> About this exercise:
Look down the entries below and report how many lines hold the string "value"; write nothing else.

== Segment start ==

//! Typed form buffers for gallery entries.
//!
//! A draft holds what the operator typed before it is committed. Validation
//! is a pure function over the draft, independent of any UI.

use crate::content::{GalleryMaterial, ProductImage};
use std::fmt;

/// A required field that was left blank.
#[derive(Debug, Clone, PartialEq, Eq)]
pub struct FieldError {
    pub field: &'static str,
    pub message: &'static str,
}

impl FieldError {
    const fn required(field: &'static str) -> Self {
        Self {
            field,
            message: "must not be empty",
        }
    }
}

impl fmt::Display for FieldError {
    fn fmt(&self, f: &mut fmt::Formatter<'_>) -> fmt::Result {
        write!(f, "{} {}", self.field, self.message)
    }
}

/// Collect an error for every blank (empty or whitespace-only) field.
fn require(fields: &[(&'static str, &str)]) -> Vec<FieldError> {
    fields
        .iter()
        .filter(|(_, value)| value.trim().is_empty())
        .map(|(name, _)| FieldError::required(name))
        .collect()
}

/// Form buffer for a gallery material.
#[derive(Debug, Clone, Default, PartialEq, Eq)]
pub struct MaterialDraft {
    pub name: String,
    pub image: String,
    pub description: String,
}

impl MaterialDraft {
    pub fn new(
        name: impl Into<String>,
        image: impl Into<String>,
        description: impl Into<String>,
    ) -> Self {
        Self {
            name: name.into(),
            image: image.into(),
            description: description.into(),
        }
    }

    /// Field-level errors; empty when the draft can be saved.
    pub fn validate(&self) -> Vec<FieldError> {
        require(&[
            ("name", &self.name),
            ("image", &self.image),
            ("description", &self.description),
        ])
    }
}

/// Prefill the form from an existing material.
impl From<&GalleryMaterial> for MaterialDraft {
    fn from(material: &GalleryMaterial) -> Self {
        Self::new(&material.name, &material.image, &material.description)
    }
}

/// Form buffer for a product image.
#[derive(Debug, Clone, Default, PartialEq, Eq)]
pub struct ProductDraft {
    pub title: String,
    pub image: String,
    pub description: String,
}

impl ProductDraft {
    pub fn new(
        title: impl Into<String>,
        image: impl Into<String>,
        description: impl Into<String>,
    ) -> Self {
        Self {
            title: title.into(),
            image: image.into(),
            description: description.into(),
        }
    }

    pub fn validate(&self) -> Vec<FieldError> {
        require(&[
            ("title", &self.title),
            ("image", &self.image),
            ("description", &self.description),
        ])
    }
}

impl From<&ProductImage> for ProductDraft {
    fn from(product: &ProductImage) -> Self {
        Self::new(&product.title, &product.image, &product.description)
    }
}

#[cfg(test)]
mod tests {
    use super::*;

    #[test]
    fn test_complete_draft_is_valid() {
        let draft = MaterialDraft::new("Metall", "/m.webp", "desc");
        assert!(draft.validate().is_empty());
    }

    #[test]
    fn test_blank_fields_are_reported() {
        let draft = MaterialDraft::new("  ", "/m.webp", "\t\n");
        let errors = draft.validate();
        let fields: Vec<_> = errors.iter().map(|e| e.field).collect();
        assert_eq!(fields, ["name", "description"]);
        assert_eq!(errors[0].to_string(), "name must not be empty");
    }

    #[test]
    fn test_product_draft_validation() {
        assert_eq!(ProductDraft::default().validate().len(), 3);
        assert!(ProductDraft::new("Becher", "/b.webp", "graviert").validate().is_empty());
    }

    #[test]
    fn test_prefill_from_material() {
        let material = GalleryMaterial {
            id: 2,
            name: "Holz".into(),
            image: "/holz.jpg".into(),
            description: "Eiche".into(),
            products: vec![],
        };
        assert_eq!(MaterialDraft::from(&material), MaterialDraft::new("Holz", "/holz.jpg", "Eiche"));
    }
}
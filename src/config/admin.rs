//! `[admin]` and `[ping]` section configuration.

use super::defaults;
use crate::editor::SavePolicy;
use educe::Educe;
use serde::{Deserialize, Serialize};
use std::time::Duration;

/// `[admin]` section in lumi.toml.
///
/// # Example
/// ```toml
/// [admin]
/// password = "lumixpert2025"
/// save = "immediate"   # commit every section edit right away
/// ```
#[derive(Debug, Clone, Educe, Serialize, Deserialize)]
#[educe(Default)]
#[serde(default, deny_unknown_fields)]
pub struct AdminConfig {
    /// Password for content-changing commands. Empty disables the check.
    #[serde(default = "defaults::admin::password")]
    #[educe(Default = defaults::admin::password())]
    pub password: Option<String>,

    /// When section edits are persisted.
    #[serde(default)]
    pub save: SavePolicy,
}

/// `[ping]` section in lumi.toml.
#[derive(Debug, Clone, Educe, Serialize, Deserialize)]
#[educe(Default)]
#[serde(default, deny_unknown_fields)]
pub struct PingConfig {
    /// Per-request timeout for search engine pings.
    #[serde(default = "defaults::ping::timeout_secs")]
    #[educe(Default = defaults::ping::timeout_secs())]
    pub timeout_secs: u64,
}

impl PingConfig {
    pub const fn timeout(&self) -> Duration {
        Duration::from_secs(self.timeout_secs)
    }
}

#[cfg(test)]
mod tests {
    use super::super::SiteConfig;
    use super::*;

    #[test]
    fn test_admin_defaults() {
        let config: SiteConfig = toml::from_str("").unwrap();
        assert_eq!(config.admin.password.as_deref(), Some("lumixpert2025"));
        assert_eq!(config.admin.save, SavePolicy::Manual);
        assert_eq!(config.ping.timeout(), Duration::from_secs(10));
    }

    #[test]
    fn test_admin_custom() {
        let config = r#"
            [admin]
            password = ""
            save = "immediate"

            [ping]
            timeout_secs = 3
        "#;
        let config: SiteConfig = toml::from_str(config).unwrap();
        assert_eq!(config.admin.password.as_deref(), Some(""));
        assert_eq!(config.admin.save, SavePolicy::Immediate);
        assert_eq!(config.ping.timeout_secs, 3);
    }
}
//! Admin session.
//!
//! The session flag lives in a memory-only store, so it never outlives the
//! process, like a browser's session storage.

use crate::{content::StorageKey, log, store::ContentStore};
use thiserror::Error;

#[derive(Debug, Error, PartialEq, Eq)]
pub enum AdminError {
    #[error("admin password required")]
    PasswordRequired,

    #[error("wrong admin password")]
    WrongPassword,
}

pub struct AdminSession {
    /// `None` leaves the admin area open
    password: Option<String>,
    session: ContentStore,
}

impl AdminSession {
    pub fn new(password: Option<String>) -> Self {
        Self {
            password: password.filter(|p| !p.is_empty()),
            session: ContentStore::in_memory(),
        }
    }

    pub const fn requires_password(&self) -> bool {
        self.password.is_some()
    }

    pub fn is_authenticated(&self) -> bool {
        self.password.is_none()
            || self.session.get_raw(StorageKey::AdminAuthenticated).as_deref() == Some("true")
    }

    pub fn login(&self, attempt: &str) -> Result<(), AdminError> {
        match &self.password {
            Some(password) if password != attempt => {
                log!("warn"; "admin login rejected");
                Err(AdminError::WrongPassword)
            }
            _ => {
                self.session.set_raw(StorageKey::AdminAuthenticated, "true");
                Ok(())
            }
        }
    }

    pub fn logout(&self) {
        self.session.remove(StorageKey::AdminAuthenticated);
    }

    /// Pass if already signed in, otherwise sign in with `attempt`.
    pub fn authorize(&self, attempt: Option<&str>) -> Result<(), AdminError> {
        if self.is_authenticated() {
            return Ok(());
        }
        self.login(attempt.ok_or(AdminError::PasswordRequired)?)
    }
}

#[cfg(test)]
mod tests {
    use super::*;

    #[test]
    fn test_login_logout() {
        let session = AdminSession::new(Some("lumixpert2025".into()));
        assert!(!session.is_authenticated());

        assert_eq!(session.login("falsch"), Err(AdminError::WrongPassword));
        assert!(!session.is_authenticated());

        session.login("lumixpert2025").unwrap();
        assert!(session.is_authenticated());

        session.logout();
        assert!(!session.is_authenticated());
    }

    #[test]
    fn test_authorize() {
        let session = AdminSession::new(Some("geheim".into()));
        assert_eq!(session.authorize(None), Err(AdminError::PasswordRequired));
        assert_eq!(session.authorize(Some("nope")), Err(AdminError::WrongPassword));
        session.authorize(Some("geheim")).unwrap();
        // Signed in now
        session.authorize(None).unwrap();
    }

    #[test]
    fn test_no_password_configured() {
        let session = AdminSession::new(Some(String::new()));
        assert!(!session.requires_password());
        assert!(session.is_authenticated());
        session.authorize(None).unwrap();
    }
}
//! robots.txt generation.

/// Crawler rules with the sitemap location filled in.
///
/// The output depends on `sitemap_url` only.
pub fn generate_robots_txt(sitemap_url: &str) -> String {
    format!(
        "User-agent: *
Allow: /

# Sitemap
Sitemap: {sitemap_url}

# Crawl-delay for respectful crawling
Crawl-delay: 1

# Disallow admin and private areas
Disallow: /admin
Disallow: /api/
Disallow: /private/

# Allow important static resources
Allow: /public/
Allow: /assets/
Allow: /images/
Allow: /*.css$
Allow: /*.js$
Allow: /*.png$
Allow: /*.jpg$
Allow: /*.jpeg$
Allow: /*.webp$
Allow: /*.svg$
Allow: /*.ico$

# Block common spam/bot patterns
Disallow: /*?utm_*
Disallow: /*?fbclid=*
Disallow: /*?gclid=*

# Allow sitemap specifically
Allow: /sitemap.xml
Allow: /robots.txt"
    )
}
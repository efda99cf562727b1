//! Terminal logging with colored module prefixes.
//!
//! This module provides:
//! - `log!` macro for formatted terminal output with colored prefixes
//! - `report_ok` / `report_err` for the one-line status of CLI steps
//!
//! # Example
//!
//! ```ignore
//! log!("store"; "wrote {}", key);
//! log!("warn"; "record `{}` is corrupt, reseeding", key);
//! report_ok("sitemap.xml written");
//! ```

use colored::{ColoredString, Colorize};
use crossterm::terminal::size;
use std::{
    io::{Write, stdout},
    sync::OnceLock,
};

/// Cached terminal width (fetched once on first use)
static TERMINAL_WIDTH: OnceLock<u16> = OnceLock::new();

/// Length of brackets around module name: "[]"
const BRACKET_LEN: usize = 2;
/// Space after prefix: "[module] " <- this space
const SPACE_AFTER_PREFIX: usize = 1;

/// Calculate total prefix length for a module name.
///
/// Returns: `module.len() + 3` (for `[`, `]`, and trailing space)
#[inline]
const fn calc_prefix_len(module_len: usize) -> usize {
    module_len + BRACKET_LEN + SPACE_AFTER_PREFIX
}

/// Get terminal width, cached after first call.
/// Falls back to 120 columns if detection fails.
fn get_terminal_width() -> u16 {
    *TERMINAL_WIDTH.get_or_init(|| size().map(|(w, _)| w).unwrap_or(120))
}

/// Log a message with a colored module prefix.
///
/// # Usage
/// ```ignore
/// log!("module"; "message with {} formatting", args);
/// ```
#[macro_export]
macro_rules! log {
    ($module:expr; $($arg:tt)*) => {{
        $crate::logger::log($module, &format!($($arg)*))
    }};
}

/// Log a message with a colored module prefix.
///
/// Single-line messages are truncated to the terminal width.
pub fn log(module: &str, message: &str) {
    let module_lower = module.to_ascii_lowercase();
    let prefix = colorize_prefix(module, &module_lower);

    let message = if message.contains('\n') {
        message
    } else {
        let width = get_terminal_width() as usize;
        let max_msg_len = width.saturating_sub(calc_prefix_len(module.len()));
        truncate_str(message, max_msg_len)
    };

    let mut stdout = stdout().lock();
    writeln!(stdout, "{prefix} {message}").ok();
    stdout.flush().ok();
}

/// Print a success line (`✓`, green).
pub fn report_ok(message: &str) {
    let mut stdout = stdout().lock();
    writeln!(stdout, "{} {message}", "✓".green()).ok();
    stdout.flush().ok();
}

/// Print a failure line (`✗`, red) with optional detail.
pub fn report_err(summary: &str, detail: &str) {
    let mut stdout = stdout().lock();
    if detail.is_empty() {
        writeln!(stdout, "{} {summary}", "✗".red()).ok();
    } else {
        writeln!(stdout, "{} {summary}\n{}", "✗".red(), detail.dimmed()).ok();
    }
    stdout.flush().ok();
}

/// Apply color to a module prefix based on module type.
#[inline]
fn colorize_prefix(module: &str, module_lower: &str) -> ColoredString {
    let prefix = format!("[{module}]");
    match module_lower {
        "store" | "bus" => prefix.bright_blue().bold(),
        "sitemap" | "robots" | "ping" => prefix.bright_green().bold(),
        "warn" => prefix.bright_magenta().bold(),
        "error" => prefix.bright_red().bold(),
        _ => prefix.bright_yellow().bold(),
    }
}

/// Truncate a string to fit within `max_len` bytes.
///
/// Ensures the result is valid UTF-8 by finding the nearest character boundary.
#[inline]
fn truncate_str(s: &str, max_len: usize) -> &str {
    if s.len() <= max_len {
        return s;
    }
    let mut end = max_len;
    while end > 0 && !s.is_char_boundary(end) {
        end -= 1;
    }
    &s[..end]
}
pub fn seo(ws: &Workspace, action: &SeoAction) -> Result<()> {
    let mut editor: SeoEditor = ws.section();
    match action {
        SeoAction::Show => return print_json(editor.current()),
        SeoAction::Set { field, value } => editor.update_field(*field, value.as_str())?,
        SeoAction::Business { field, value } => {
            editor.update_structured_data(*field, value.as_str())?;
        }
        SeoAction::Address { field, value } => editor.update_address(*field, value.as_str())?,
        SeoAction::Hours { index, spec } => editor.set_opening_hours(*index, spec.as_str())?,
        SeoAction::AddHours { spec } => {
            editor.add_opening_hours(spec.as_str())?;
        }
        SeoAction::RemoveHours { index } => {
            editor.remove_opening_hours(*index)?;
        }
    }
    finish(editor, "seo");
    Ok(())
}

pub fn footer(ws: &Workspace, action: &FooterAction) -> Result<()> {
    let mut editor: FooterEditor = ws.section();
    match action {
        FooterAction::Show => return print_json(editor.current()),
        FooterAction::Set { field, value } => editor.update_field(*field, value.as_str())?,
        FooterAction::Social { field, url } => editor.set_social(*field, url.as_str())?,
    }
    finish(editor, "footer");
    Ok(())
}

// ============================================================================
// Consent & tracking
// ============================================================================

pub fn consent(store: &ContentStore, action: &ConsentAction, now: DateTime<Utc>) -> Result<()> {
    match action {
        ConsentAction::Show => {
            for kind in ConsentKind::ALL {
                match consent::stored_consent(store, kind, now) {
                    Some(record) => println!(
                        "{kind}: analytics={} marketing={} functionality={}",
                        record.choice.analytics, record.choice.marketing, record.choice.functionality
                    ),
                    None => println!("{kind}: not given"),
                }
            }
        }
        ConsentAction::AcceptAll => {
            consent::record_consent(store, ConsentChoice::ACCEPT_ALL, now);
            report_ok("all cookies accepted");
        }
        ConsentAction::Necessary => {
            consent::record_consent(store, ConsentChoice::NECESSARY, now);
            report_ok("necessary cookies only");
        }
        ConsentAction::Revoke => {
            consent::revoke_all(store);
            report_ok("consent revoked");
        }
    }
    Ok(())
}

== Segment end ==

> Final answer:
6